Selon l'avocat de la partie civile, la découverte de la disparition de documents déterminants mettant en exergue la responsabilité pénale des accusés vient confirmer les doutes des parties civiles. Il mettra aussi l'accent sur la procédure d'instruction en la forme criminelle, qui a été effectuée en l'absence de ces documents, notamment le rapport préliminaire de la police judiciaire concernant l'audition des mis en cause et des témoins (la copie presque illisible n'a été récupérée que le 12 novembre dernier) et le PV de Adel Sayed, témoin à charge. Il a aussi relevé des insuffisances criantes quant à la procédure de l'instruction qui a toléré l'audition des témoins à décharge une année et demie après la mort de Beliardouh. Et le comble, c'est qu'ils ont été auditionnés à la demande de Garboussi le 3 août 2003. Il a cité dans cet ordre d'auditions, celle d'un témoin qui a déclaré que Beliardouh lui aurait demandé de faire un témoignage contre Garboussi, confirmant les sévices et tortures que le journaliste avait subis. La déclaration de ce témoin devant le juge d'instruction et à la barre a été faite après la mort de Beliardouh.
Il dira : «Ces violations flagrantes de la procédure auraient dû susciter une enquête administrative de la chancellerie, attirer l'attention du ministère public et la chambre d'accusation.» Par ailleurs, Me Bourayou Khaled a décortiqué les énigmes du dossier. L'enlèvement, la séquestration et les sévices subis par Beliardouh s'expliquent par la volonté de Garboussi de chercher à savoir quelles étaient la ou les sources de l'article en question. Selon lui, le fallacieux prétexte consistant en l'assistance de Beliardouh pour la confection du démenti ne tient pas la route en ce qu'elle ne suppose par le recours à la violence. Aussi, ajoutera-t-il, Beliardouh a fait réellement l'objet d'enlèvement comme le confirment cinq témoins à charge. «Il a été bousculé, giflé et traîné par Sâad Garboussi, président de la Chambre de commerce et d'industrie de Tébessa, de l'intérieur du kiosque à la rue, où l'attendaient trois autres personnes y (la Chambre) officiant, autrement dit les autres accusés, dans une voiture de marque Daewo de couleur verte», plaidera-t-il. Beliardouh a été forcé de s'engouffrer dans la voiture et conduit au bureau du centre commercial de Garboussi, où son interrogatoire a été fait sous l'œil d'une caméra. D'ailleurs, «dans sa déclaration, Beliardouh soutenait qu'il a été torturé et fait l'objet de tentative d'agression physique, que le rapport de police a qualifié d'agression corporelle», poursuivra Me Bourayou. Une fois cet interrogatoire terminé, Beliardouh a été soumis à un autre mené par un policier à la retraite spécialisé dans les procédures d'interrogatoire. Le journaliste a été conduit à travers les principaux points de la ville de Tébessa pour être présenté comme un trophée. « A partir de ce moment, la vie de Beliardouh a basculé et son suicide ne peut s'expliquer que par la purification de son corps de la souillure dont il a fait l'objet», conclut Me Bourayou.

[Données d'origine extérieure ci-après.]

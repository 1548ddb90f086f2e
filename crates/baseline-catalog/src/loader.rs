//! TOML catalog loading.
//!
//! A catalog file is a list of `[[controls]]` tables:
//!
//! ```toml
//! [[controls]]
//! id = "cloudtrail-multi-region"
//! category = "logging"
//! kind = "trail"
//! resource = "org-audit-trail"
//! depends_on = ["audit-log-bucket"]
//!
//! [controls.desired]
//! bucket = "org-audit-logs"
//! multi_region = true
//! ```
//!
//! Loading runs three checks, in order, and stops at the first failure:
//! TOML syntax, desired-state schemas, then the dependency graph.

use std::path::Path;

use serde::Deserialize;
use tracing::debug;

use baseline_contracts::{
    control::Control,
    error::{BaselineError, BaselineResult},
};
use baseline_core::Catalog;

use crate::schema::DesiredStateValidator;

/// The built-in governance baseline.
pub const DEFAULT_BASELINE: &str = include_str!("../baselines/aws-account.toml");

/// The top-level shape of a catalog document.
#[derive(Debug, Deserialize)]
#[serde(deny_unknown_fields)]
pub struct CatalogDocument {
    #[serde(default)]
    pub controls: Vec<Control>,
}

/// Parse `s` into controls, in declaration order, without validating them.
///
/// Returns `BaselineError::CatalogError` when the TOML is malformed or does
/// not match the control schema.
pub fn parse_controls(s: &str) -> BaselineResult<Vec<Control>> {
    let doc: CatalogDocument = toml::from_str(s).map_err(|e| BaselineError::CatalogError {
        reason: format!("failed to parse catalog TOML: {}", e),
    })?;
    Ok(doc.controls)
}

/// Parse and fully validate a catalog document.
pub fn from_toml_str(s: &str) -> BaselineResult<Catalog> {
    let controls = parse_controls(s)?;
    DesiredStateValidator::new()?.check(&controls)?;
    let catalog = Catalog::load(controls)?;
    debug!(controls = catalog.len(), "catalog validated");
    Ok(catalog)
}

/// Read the file at `path` and load it as a catalog.
pub fn from_file(path: &Path) -> BaselineResult<Catalog> {
    let contents = std::fs::read_to_string(path).map_err(|e| BaselineError::Io {
        path: path.display().to_string(),
        reason: e.to_string(),
    })?;
    from_toml_str(&contents)
}

/// The built-in baseline, validated.
pub fn default_catalog() -> BaselineResult<Catalog> {
    from_toml_str(DEFAULT_BASELINE)
}
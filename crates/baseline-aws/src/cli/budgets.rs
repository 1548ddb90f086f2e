//! Cost budgets with one percentage alert.
//!
//! The alert is an `ACTUAL` notification at `alert_threshold_percent`,
//! emailed to every address in `subscribers`. Budgets have no in-place
//! notification update, so a changed alert is deleted and re-created.

use std::collections::BTreeMap;

use serde_json::{json, Map, Value};

use baseline_contracts::{api::ApiError, state::ResourceSnapshot, state::StateDiff};

use super::{desired_str, tag_list, tags_from_list, Args, AwsCliAccount};

const NO_BUDGET: &[&str] = &["NotFoundException"];

fn budget_arn(account_id: &str, name: &str) -> String {
    format!("arn:aws:budgets::{account_id}:budget/{name}")
}

fn scoped(account_id: &str, name: &str) -> Args {
    Args::new().opt("--account-id", account_id).opt("--budget-name", name)
}

fn budget_body(name: &str, desired: &Value) -> Value {
    let amount = desired["limit_amount"].as_f64().unwrap_or_default();
    json!({
        "BudgetName": name,
        "BudgetType": "COST",
        "TimeUnit": desired_str(desired, "time_unit").unwrap_or("MONTHLY"),
        "BudgetLimit": {
            "Amount": format!("{amount}"),
            "Unit": desired_str(desired, "unit").unwrap_or("USD")
        }
    })
}

/// The alert notification, when the desired state asks for one.
fn notification(desired: &Value) -> Option<Value> {
    let threshold = desired["alert_threshold_percent"].as_f64()?;
    Some(json!({
        "NotificationType": "ACTUAL",
        "ComparisonOperator": "GREATER_THAN",
        "Threshold": threshold,
        "ThresholdType": "PERCENTAGE"
    }))
}

fn subscribers(desired: &Value) -> Value {
    Value::Array(
        desired["subscribers"]
            .as_array()
            .into_iter()
            .flatten()
            .filter_map(Value::as_str)
            .map(|address| json!({ "SubscriptionType": "EMAIL", "Address": address }))
            .collect(),
    )
}

pub(super) async fn describe(cli: &AwsCliAccount, name: &str) -> Result<Option<ResourceSnapshot>, ApiError> {
    let account_id = cli.account_id().await?.to_string();
    let Some(found) = cli
        .call_optional("budgets", "describe-budget", scoped(&account_id, name), NO_BUDGET)
        .await?
    else {
        return Ok(None);
    };
    let budget = &found["Budget"];

    let mut attributes = Map::new();
    let limit = &budget["BudgetLimit"];
    // The service reports amounts as decimal strings.
    if let Some(amount) = limit["Amount"].as_str().and_then(|a| a.parse::<f64>().ok()) {
        attributes.insert("limit_amount".to_string(), json!(amount));
    }
    if let Some(unit) = limit["Unit"].as_str() {
        attributes.insert("unit".to_string(), json!(unit));
    }
    if let Some(time_unit) = budget["TimeUnit"].as_str() {
        attributes.insert("time_unit".to_string(), json!(time_unit));
    }

    if let Some(alert) = current_alert(cli, &account_id, name).await? {
        attributes.insert("alert_threshold_percent".to_string(), alert["Threshold"].clone());
        let listed = cli
            .call(
                "budgets",
                "describe-subscribers-for-notification",
                scoped(&account_id, name).json("--notification", &alert),
            )
            .await?;
        let addresses: Vec<Value> = listed["Subscribers"]
            .as_array()
            .into_iter()
            .flatten()
            .filter(|s| s["SubscriptionType"].as_str() == Some("EMAIL"))
            .filter_map(|s| s.get("Address").cloned())
            .collect();
        attributes.insert("subscribers".to_string(), Value::Array(addresses));
    }

    let tagged = cli
        .call(
            "budgets",
            "list-tags-for-resource",
            Args::new().opt("--resource-arn", budget_arn(&account_id, name)),
        )
        .await?;
    let tags = tags_from_list(&tagged["ResourceTags"]);

    Ok(Some(ResourceSnapshot { attributes: Value::Object(attributes), tags }))
}

/// The first percentage notification on the budget.
async fn current_alert(cli: &AwsCliAccount, account_id: &str, name: &str) -> Result<Option<Value>, ApiError> {
    let listed = cli
        .call("budgets", "describe-notifications-for-budget", scoped(account_id, name))
        .await?;
    Ok(listed["Notifications"]
        .as_array()
        .and_then(|all| {
            all.iter()
                .find(|n| n["ThresholdType"].as_str().unwrap_or("PERCENTAGE") == "PERCENTAGE")
        })
        .cloned())
}

pub(super) async fn create(
    cli: &AwsCliAccount,
    name: &str,
    desired: &Value,
    tags: &BTreeMap<String, String>,
) -> Result<(), ApiError> {
    let account_id = cli.account_id().await?.to_string();
    let mut args = Args::new()
        .opt("--account-id", &account_id)
        .json("--budget", &budget_body(name, desired));
    if let Some(alert) = notification(desired) {
        args = args.json(
            "--notifications-with-subscribers",
            &json!([{ "Notification": alert, "Subscribers": subscribers(desired) }]),
        );
    }
    if !tags.is_empty() {
        args = args.json("--resource-tags", &tag_list(tags));
    }
    cli.call("budgets", "create-budget", args).await?;
    Ok(())
}

pub(super) async fn update(
    cli: &AwsCliAccount,
    name: &str,
    desired: &Value,
    diff: &StateDiff,
) -> Result<(), ApiError> {
    let account_id = cli.account_id().await?.to_string();
    let changed = diff.attributes();

    if changed.iter().any(|a| matches!(*a, "limit_amount" | "unit" | "time_unit")) {
        cli.call(
            "budgets",
            "update-budget",
            Args::new()
                .opt("--account-id", &account_id)
                .json("--new-budget", &budget_body(name, desired)),
        )
        .await?;
    }

    if changed.iter().any(|a| matches!(*a, "alert_threshold_percent" | "subscribers")) {
        if let Some(existing) = current_alert(cli, &account_id, name).await? {
            cli.call(
                "budgets",
                "delete-notification",
                scoped(&account_id, name).json("--notification", &existing),
            )
            .await?;
        }
        if let Some(alert) = notification(desired) {
            cli.call(
                "budgets",
                "create-notification",
                scoped(&account_id, name)
                    .json("--notification", &alert)
                    .json("--subscribers", &subscribers(desired)),
            )
            .await?;
        }
    }
    Ok(())
}

pub(super) async fn delete(cli: &AwsCliAccount, name: &str) -> Result<(), ApiError> {
    let account_id = cli.account_id().await?.to_string();
    cli.call("budgets", "delete-budget", scoped(&account_id, name)).await?;
    Ok(())
}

C'est terrible ce qui s'est passé, une affaire de ce qui pourrait être qualifié, non pas d'absence, mais carrément d'éloignement de témoins (à charge s'entend). Pourtant, comme on le sait, la loi donne un très grand pouvoir discrétionnaire au président du tribunal criminel, en l'occurrence Abdallah Gouaïdia, qui aurait pu faire venir les témoins à charge par la force publique, s'il l'avait voulu. Quant à Me Ali Meziane, il a relevé les contradictions des témoins dont certains n'ont pas été entendus par la police judiciaire et dont les dépositions sont intervenues une année et demie après la mort de Beliardouh. Il a développé qu'il y a d'une part l'enlèvement qui est un crime puni par l'article 291 aliéna 1 et qu'il y a lieu de le distinguer de la séquestration tel prévu par l'article 294 aliéna 1. Le réquisitoire était très pertinent. Après un rappel du contrôle exercé sur la police judiciaire afin d'éviter toute atteinte aux libertés individuelles et collectives, le procureur général a démontré que les actes des accusés portent une grave atteinte à la liberté d'expression eu égard à la qualité de journaliste de la victime (le défunt Beliardouh). Rappelant aussi les dispositions de la Constitution relatives aux libertés, il a souligné la gravité des faits qui ont eu lieu de manière préméditée, concertée, et au moyen de deux véhicules. Il a surtout insisté sur un point : les faits constituent une arrestation de la victime par les accusés, sans aucune qualité, de manière arbitraire et constitutive d'un crime flagrant au sens de l'article 41 du code de procédure pénal et qui requiert la qualification d'enlèvement par application de l'article 291 du code pénal, et par conséquent, 10 ans de prison pour chacun des accusés. La défense des accusés a mis l'accent sur l'ignorance de Garboussi Saâd et son illettrisme, qui l'ont ainsi conduit à exiger d'un journaliste de révéler la source de ses écrits. Elle explique que les actes de ses clients ne visaient qu'à obtenir de Beliardouh son assistance pour formuler le démenti et les aider à le faire paraître. D'aucuns disent que l'on a assisté à un cabotinage pathétique, tragique. Quoi qu'il en soit, les parties civiles ont décidé de se pourvoir en cassation, et l'on s'attend au pourvoi du procureur général.